Posted on 12/14/2002 9:23:29 PM PST by chance33_98
IDC's 'Windows beats Linux' claim slammed
By Peter Williams [09-12-2002]
Resellers attack suggestion that Windows is better value over time
A new white paper from analyst IDC has reported that Windows 2000 represents a lower total cost of ownership (TCO) than Linux over a five-year period. The Microsoft-sponsored paper, entitled Windows 2000 versus Linux in enterprising computing: an assessment of business value in selected workloads, concluded Windows 2000 would give better value in four out of the five categories selected.
But some resellers were scornful of the report, which represented staffing costs as 62.2 per cent of the total and showed Linux staff as 30 per cent more expensive.

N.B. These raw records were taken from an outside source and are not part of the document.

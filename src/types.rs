use serde::{Deserialize, Serialize};
use std::{
    fmt,
    time::{Instant, SystemTime},
};
use uuid::Uuid;

/// Classification of a discovered peripheral by advertised service
#[derive(Debug, Clone, Copy, PartialEq, Eq, PartialOrd, Ord, Hash, Serialize, Deserialize)]
pub enum DeviceClass {
    /// Exposes the fitness machine control service
    ControlDevice,
    /// Broadcasts heart rate measurements
    HeartRate,
    /// Anything else
    Unknown,
}

impl fmt::Display for DeviceClass {
    fn fmt(&self, f: &mut fmt::Formatter<'_>) -> fmt::Result {
        match self {
            Self::ControlDevice => write!(f, "control-device"),
            Self::HeartRate => write!(f, "heart-rate"),
            Self::Unknown => write!(f, "unknown"),
        }
    }
}

/// Which binding slot an operation targets
#[derive(Debug, Clone, Copy, PartialEq, Eq, Hash, Serialize, Deserialize)]
pub enum DeviceRole {
    /// The controllable trainer
    Control,
    /// The heart rate broadcaster
    HeartRate,
}

impl DeviceRole {
    /// Classification a peripheral must carry to satisfy this role
    #[must_use]
    pub const fn class(self) -> DeviceClass {
        match self {
            Self::Control => DeviceClass::ControlDevice,
            Self::HeartRate => DeviceClass::HeartRate,
        }
    }
}

impl fmt::Display for DeviceRole {
    fn fmt(&self, f: &mut fmt::Formatter<'_>) -> fmt::Result {
        match self {
            Self::Control => write!(f, "control"),
            Self::HeartRate => write!(f, "heart-rate"),
        }
    }
}

/// How `connect` picks a peripheral
#[derive(Debug, Clone, PartialEq, Eq)]
pub enum Selector {
    /// Exact peripheral identifier
    Id(String),
    /// Case-insensitive substring of the advertised name
    Name(String),
    /// First peripheral whose classification fits the requested role
    Any,
}

impl Selector {
    /// Check whether a peripheral satisfies this selector for `role`
    ///
    /// Identifier selectors match regardless of classification; name and
    /// wildcard selectors also require the classification of `role`.
    #[must_use]
    pub fn matches(&self, peripheral: &DiscoveredPeripheral, role: DeviceRole) -> bool {
        match self {
            Self::Id(id) => peripheral.id == *id,
            Self::Name(filter) => {
                peripheral.class == role.class()
                    && peripheral.name.as_deref().is_some_and(|name| {
                        name.to_lowercase().contains(&filter.to_lowercase())
                    })
            }
            Self::Any => peripheral.class == role.class(),
        }
    }
}

impl fmt::Display for Selector {
    fn fmt(&self, f: &mut fmt::Formatter<'_>) -> fmt::Result {
        match self {
            Self::Id(id) => write!(f, "id={id}"),
            Self::Name(name) => write!(f, "name~{name}"),
            Self::Any => write!(f, "any"),
        }
    }
}

/// Peripheral seen during a scan
#[derive(Debug, Clone, PartialEq, Serialize)]
pub struct DiscoveredPeripheral {
    /// Identifier, stable for the lifetime of the radio session
    pub id: String,
    /// Advertised local name
    pub name: Option<String>,
    /// Advertised service UUIDs
    pub services: Vec<Uuid>,
    /// Signal strength
    pub rssi: Option<i16>,
    /// Whether the peripheral accepts connections
    pub connectable: bool,
    /// Classification by advertised service
    pub class: DeviceClass,
    /// Whether the peripheral is currently bound
    pub connected: bool,
    /// Last advertisement time
    #[serde(skip)]
    pub last_seen: Instant,
}

impl DiscoveredPeripheral {
    /// Name shown to users, falling back to the identifier
    #[must_use]
    pub fn label(&self) -> &str {
        self.name.as_deref().unwrap_or(&self.id)
    }
}

/// Session state
#[derive(Debug, Clone, Copy, PartialEq, Eq, Default, Serialize, Deserialize)]
pub enum SessionState {
    /// No session
    #[default]
    Idle,
    /// Trainer is applying load
    Running,
    /// Paused, auto-stop clock frozen
    Paused,
    /// Session finished, a new one may start
    Stopped,
}

impl fmt::Display for SessionState {
    fn fmt(&self, f: &mut fmt::Formatter<'_>) -> fmt::Result {
        match self {
            Self::Idle => write!(f, "Idle"),
            Self::Running => write!(f, "Running"),
            Self::Paused => write!(f, "Paused"),
            Self::Stopped => write!(f, "Stopped"),
        }
    }
}

/// One decoded telemetry notification
///
/// Only fields present in the notification are set.
#[derive(Debug, Clone, PartialEq, Serialize, Deserialize)]
pub struct TelemetrySample {
    /// Instantaneous power in watts
    #[serde(skip_serializing_if = "Option::is_none", default)]
    pub power_watts: Option<i16>,
    /// Instantaneous cadence in rpm (0.5 rpm resolution)
    #[serde(skip_serializing_if = "Option::is_none", default)]
    pub cadence_rpm: Option<f64>,
    /// Instantaneous speed in km/h (0.01 km/h resolution)
    #[serde(skip_serializing_if = "Option::is_none", default)]
    pub speed_kph: Option<f64>,
    /// Heart rate in beats per minute
    #[serde(skip_serializing_if = "Option::is_none", default)]
    pub heart_rate_bpm: Option<u16>,
    /// Which bound device produced the sample
    pub source: DeviceRole,
    /// Decode time
    pub timestamp: SystemTime,
}

impl TelemetrySample {
    /// Create an empty sample for `source`
    #[must_use]
    pub fn empty(source: DeviceRole) -> Self {
        Self {
            power_watts: None,
            cadence_rpm: None,
            speed_kph: None,
            heart_rate_bpm: None,
            source,
            timestamp: SystemTime::now(),
        }
    }

    /// Whether no field was decoded
    #[must_use]
    pub const fn is_empty(&self) -> bool {
        self.power_watts.is_none()
            && self.cadence_rpm.is_none()
            && self.speed_kph.is_none()
            && self.heart_rate_bpm.is_none()
    }
}

/// Connection and session status snapshot
#[derive(Debug, Clone, PartialEq, Eq, Default, Serialize, Deserialize)]
pub struct StatusUpdate {
    /// A control device is bound
    pub connected: bool,
    /// Control has been acquired on the bound device
    pub controlling: bool,
    /// Session running
    pub running: bool,
    /// Session paused
    pub paused: bool,
    /// Discovery is active
    pub scanning: bool,
    /// Human-readable message
    pub message: Option<String>,
    /// Bound control device identifier
    pub device_id: Option<String>,
    /// Bound (or last bound) control device label
    pub device_label: Option<String>,
    /// Bound heart rate device identifier
    pub heart_rate_device_id: Option<String>,
    /// Session state
    pub state: SessionState,
    /// Last accepted target power
    pub target_watts: u16,
    /// Remaining auto-stop time in milliseconds
    pub remaining_ms: Option<u64>,
}

/// Events emitted to the collaborator
#[derive(Debug, Clone, PartialEq, Serialize)]
pub enum ErgEvent {
    /// Full sorted device snapshot
    DeviceList(Vec<DiscoveredPeripheral>),
    /// Telemetry from a bound device
    Telemetry(TelemetrySample),
    /// Connection/session status
    Status(StatusUpdate),
    /// Accepted target power after a set or nudge
    TargetWattsChanged(u16),
}

/// Controller configuration
#[derive(Debug, Clone)]
pub struct ControllerConfig {
    /// Default connect and bounded-scan timeout in milliseconds
    pub connect_timeout_ms: u64,
    /// Age after which an unconnected peripheral leaves the device list
    pub staleness_window_ms: u64,
}

impl Default for ControllerConfig {
    fn default() -> Self {
        Self {
            connect_timeout_ms: 20_000,
            staleness_window_ms: 15_000,
        }
    }
}

#[cfg(test)]
mod tests {
    use super::*;

    fn peripheral(id: &str, name: Option<&str>, class: DeviceClass) -> DiscoveredPeripheral {
        DiscoveredPeripheral {
            id: id.to_string(),
            name: name.map(str::to_string),
            services: Vec::new(),
            rssi: Some(-60),
            connectable: true,
            class,
            connected: false,
            last_seen: Instant::now(),
        }
    }

    #[test]
    fn test_selector_matching() {
        let kickr = peripheral("AA", Some("KICKR CORE 1234"), DeviceClass::ControlDevice);
        let strap = peripheral("BB", Some("HRM-Pro"), DeviceClass::HeartRate);

        assert!(Selector::Id("AA".to_string()).matches(&kickr, DeviceRole::HeartRate));
        assert!(Selector::Name("kickr".to_string()).matches(&kickr, DeviceRole::Control));
        assert!(!Selector::Name("kickr".to_string()).matches(&kickr, DeviceRole::HeartRate));
        assert!(Selector::Any.matches(&strap, DeviceRole::HeartRate));
        assert!(!Selector::Any.matches(&strap, DeviceRole::Control));
    }

    #[test]
    fn test_label_falls_back_to_id() {
        let unnamed = peripheral("CC:DD", None, DeviceClass::Unknown);
        assert_eq!(unnamed.label(), "CC:DD");
    }

    #[test]
    fn test_controller_config_defaults() {
        let config = ControllerConfig::default();
        assert_eq!(config.connect_timeout_ms, 20_000);
        assert_eq!(config.staleness_window_ms, 15_000);
    }

    #[test]
    fn test_sample_omits_absent_fields() {
        let mut sample = TelemetrySample::empty(DeviceRole::Control);
        assert!(sample.is_empty());
        sample.power_watts = Some(232);

        let json = serde_json::to_value(&sample).unwrap();
        assert_eq!(json["power_watts"], 232);
        assert!(json.get("speed_kph").is_none());
        assert!(json.get("cadence_rpm").is_none());
        assert!(json.get("heart_rate_bpm").is_none());
    }

    #[test]
    fn test_device_list_serializes_services() {
        let mut kickr = peripheral("AA", Some("KICKR"), DeviceClass::ControlDevice);
        kickr.services = vec![crate::FTMS_SERVICE_UUID];

        let json = serde_json::to_value(ErgEvent::DeviceList(vec![kickr])).unwrap();
        let device = &json["DeviceList"][0];
        assert_eq!(device["services"][0], "00001826-0000-1000-8000-00805f9b34fb");
        assert_eq!(device["class"], "ControlDevice");
        assert!(device.get("last_seen").is_none());
    }
}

Simon Welch, group marketing manager at Sun Unix and Linux systems distributor Clarity Distribution, said: "You can dress figures up any way you like. But certainly for Windows licensing there's an ongoing expense."
"Everybody knows you have to go on paying money for upgrades unless you switch away from Microsoft," he said, adding that he thought Linux was much easier to support, while the cost of a Microsoft certified engineer was high.
Mike Lawrence, managing director of Hewlett Packard reseller Bentpenny, which supplies both Windows and Linux systems, was even more vocal, saying Microsoft engineer certification was just another way of making money for Microsoft.
"I feel quite strongly about this. Linux training is probably a lot less than Windows. Linux is at least open. Microsoft Windows is a huge amorphous mess. Source code is not available and help is not available except from Microsoft."
IDC's findings resulted from telephone interviews with 104 North American companies, most of whom had Windows 2000/NT, Linux and Unix.
Out of the five categories Windows scored anything from 11-22 per cent better in four - network infrastructure, file serving, print serving and security applications - with Linux coming out ahead by six per cent for web serving.
IDC put the higher staffing costs down partly to the relative immaturity of Linux and more readily available skilled IT professionals with in-depth Windows knowledge on the open market.
But Lawrence said that his main Linux expert had spent only 20 hours training at college to learn Linux, followed by "a bit of fiddling at home".
In its conclusions, the IDC paper questioned whether Linux could approach the level of integration achieved by Microsoft now or match its rapidly developing product suite.
It also warned the Linux community to fight against the fragmentation that undermined Unix two decades ago.
I figure they get tired of the pizza.